═══ Data ═══

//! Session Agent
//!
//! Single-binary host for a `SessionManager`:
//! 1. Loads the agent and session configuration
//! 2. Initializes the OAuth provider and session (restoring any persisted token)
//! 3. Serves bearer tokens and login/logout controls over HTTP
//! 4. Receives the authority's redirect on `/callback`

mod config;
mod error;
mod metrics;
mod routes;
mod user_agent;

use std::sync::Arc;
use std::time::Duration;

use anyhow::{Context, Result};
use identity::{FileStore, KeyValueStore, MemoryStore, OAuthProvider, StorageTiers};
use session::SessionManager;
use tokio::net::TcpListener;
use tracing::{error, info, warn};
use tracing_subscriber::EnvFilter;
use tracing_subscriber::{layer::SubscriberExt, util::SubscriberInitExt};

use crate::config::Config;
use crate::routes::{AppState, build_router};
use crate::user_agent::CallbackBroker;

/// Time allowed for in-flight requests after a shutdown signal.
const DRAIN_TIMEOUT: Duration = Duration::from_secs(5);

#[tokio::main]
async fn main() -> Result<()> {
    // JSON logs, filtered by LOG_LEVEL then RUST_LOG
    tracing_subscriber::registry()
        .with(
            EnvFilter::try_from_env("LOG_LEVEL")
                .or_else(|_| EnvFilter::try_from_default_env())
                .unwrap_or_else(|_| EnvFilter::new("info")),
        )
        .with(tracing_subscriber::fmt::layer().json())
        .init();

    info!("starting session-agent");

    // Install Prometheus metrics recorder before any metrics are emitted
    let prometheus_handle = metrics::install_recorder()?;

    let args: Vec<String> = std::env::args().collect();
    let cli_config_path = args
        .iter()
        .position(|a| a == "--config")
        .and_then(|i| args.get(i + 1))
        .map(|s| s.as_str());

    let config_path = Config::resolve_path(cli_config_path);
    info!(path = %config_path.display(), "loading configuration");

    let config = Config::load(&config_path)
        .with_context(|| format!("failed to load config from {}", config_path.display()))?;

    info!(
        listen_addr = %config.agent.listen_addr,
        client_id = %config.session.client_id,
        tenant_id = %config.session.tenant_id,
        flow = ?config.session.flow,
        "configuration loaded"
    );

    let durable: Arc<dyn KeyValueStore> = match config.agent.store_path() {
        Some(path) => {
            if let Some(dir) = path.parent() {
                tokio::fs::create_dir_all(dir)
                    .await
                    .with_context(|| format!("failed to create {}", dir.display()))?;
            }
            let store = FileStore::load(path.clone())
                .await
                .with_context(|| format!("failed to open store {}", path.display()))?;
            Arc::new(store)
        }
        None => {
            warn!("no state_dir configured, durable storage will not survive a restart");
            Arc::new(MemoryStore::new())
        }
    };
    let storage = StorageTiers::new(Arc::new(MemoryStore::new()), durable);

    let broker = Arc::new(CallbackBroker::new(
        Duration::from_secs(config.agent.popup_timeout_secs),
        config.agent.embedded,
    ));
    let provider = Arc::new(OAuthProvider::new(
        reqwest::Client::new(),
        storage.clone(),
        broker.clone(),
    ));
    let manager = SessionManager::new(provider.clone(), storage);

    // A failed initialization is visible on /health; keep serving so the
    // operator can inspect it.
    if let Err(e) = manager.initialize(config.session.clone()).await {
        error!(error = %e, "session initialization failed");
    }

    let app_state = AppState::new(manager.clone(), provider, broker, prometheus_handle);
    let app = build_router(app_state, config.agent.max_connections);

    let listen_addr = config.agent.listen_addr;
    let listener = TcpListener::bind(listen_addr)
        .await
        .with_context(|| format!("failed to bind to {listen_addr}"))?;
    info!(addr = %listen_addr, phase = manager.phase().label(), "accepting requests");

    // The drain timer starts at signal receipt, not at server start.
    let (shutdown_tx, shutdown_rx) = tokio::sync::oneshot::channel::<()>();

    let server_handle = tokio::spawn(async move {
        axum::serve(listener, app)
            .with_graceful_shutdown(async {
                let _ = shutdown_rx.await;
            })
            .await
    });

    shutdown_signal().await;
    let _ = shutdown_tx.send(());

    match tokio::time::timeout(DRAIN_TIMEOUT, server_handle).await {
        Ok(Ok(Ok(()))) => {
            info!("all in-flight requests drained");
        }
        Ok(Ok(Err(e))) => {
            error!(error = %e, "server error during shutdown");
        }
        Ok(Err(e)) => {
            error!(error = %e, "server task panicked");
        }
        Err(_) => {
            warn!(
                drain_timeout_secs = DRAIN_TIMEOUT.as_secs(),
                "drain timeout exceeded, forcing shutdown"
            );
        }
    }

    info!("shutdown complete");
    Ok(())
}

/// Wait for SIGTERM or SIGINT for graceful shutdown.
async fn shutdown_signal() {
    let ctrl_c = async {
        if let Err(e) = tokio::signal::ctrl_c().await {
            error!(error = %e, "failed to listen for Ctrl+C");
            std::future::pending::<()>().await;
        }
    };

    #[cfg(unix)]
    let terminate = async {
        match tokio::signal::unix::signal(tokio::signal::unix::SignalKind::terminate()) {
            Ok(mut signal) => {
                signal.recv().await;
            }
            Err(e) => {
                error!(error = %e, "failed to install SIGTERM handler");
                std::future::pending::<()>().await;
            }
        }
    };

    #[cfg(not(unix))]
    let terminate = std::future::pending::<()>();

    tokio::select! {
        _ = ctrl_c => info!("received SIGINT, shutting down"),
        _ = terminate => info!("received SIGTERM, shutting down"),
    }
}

═══
═══ Data ═══

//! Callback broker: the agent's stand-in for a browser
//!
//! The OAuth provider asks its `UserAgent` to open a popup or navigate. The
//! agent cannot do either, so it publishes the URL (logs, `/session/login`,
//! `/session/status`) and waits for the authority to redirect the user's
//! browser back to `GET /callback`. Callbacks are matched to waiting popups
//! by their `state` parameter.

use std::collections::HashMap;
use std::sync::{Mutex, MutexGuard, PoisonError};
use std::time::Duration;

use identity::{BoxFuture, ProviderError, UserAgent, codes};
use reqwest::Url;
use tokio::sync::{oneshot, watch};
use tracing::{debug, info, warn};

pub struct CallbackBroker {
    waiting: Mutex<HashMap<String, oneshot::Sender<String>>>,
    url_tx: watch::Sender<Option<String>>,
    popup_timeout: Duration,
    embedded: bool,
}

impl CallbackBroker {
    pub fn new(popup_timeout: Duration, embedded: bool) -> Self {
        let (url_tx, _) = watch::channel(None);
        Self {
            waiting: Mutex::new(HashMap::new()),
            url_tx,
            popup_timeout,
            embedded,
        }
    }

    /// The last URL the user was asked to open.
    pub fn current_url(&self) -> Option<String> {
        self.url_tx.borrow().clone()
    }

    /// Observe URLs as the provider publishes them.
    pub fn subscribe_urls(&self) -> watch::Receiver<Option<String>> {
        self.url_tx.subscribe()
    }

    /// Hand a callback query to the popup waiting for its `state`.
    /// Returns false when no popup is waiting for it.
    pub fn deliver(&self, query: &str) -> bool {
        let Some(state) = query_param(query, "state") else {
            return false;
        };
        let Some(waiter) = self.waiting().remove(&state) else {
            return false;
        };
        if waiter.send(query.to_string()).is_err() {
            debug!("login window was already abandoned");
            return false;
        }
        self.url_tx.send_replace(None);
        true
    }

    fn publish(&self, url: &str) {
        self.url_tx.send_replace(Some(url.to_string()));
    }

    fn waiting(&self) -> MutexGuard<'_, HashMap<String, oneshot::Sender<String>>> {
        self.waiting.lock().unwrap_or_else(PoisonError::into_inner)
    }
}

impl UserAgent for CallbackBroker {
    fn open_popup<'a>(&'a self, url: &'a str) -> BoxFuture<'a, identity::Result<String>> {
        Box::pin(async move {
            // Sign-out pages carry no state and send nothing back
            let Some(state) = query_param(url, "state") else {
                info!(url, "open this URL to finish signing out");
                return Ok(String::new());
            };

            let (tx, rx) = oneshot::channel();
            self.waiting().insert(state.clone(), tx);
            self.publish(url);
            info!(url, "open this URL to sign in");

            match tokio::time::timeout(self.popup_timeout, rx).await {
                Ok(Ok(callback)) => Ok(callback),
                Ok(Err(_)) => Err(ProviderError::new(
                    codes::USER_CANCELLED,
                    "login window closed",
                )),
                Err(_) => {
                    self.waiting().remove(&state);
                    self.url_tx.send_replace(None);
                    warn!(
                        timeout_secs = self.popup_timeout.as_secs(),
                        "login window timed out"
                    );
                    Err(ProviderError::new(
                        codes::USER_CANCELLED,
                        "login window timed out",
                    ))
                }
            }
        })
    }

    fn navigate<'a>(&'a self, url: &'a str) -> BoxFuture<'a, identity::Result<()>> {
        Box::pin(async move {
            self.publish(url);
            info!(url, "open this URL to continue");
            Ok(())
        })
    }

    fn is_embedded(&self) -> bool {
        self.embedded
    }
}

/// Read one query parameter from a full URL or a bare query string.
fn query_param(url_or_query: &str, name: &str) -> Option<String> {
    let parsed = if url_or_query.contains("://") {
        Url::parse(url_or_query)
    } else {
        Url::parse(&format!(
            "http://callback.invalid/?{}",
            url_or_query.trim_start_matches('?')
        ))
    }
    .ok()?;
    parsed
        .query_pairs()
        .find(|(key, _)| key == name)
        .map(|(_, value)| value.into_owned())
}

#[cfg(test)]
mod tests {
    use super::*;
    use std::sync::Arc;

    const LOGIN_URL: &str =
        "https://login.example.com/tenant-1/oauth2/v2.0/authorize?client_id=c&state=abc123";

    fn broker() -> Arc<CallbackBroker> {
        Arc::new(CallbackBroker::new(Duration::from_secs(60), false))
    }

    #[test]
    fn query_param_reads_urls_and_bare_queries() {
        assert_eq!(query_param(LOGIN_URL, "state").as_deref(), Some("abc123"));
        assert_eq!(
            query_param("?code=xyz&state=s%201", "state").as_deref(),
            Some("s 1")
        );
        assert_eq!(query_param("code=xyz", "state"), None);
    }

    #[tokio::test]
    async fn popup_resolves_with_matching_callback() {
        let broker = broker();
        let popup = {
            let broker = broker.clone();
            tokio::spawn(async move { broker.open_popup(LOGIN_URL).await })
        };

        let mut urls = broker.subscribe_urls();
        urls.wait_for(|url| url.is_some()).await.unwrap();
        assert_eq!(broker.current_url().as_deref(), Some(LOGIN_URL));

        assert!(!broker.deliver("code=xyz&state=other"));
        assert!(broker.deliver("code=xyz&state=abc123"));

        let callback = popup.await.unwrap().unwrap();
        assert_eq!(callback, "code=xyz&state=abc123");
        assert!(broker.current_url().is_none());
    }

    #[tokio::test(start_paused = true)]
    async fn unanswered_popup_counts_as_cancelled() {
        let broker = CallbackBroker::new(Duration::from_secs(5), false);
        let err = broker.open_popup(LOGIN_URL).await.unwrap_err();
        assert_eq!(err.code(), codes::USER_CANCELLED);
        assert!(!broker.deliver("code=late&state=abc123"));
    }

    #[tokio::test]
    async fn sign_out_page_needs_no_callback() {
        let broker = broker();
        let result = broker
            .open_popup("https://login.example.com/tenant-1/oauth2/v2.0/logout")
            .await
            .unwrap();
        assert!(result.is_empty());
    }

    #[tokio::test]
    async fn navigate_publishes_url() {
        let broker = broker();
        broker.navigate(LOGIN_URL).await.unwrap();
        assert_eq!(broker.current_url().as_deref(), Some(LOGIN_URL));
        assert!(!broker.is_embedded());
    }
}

═══
═══ Data ═══

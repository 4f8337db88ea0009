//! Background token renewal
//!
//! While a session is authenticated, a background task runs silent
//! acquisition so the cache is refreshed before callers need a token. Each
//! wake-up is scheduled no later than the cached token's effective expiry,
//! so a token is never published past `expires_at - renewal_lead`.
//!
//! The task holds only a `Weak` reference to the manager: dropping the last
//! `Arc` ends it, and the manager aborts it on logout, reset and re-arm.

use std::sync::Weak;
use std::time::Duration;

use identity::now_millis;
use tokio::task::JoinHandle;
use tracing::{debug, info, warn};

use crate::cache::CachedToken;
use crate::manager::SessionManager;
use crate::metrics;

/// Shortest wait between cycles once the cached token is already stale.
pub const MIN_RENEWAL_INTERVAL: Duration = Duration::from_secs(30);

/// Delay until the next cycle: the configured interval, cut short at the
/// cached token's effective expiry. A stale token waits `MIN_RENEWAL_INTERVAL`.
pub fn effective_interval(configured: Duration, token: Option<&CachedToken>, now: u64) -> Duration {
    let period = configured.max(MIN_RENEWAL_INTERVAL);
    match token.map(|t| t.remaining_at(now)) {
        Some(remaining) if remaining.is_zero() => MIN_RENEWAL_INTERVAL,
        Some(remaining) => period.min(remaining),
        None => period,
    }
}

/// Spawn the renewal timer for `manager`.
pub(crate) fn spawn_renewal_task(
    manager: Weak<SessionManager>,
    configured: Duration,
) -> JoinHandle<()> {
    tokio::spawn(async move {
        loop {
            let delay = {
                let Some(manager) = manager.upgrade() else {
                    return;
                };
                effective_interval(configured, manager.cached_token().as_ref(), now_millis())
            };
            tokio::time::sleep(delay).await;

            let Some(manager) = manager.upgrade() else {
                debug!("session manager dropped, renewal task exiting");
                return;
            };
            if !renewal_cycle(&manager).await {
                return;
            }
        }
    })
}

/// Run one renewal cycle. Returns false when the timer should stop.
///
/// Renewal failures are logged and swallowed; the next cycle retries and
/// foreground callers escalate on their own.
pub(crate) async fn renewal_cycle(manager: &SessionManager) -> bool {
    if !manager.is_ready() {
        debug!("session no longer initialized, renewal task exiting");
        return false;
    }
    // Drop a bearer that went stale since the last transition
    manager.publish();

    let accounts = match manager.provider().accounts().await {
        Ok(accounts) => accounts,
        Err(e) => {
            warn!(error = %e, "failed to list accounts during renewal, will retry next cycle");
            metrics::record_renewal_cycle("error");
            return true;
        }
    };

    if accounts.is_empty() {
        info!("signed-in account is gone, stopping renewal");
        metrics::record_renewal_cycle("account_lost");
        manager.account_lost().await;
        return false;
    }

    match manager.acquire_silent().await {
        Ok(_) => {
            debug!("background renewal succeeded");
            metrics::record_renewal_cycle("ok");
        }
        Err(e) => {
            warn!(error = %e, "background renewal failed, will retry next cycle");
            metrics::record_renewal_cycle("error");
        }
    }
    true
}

═══

Lines with "debug": find them in the data and copy each one.

Answer to this problem »
use tracing::{debug, info, warn};
            debug!("login window was already abandoned");
use tracing::{debug, info, warn};
                debug!("session manager dropped, renewal task exiting");
        debug!("session no longer initialized, renewal task exiting");
            debug!("background renewal succeeded");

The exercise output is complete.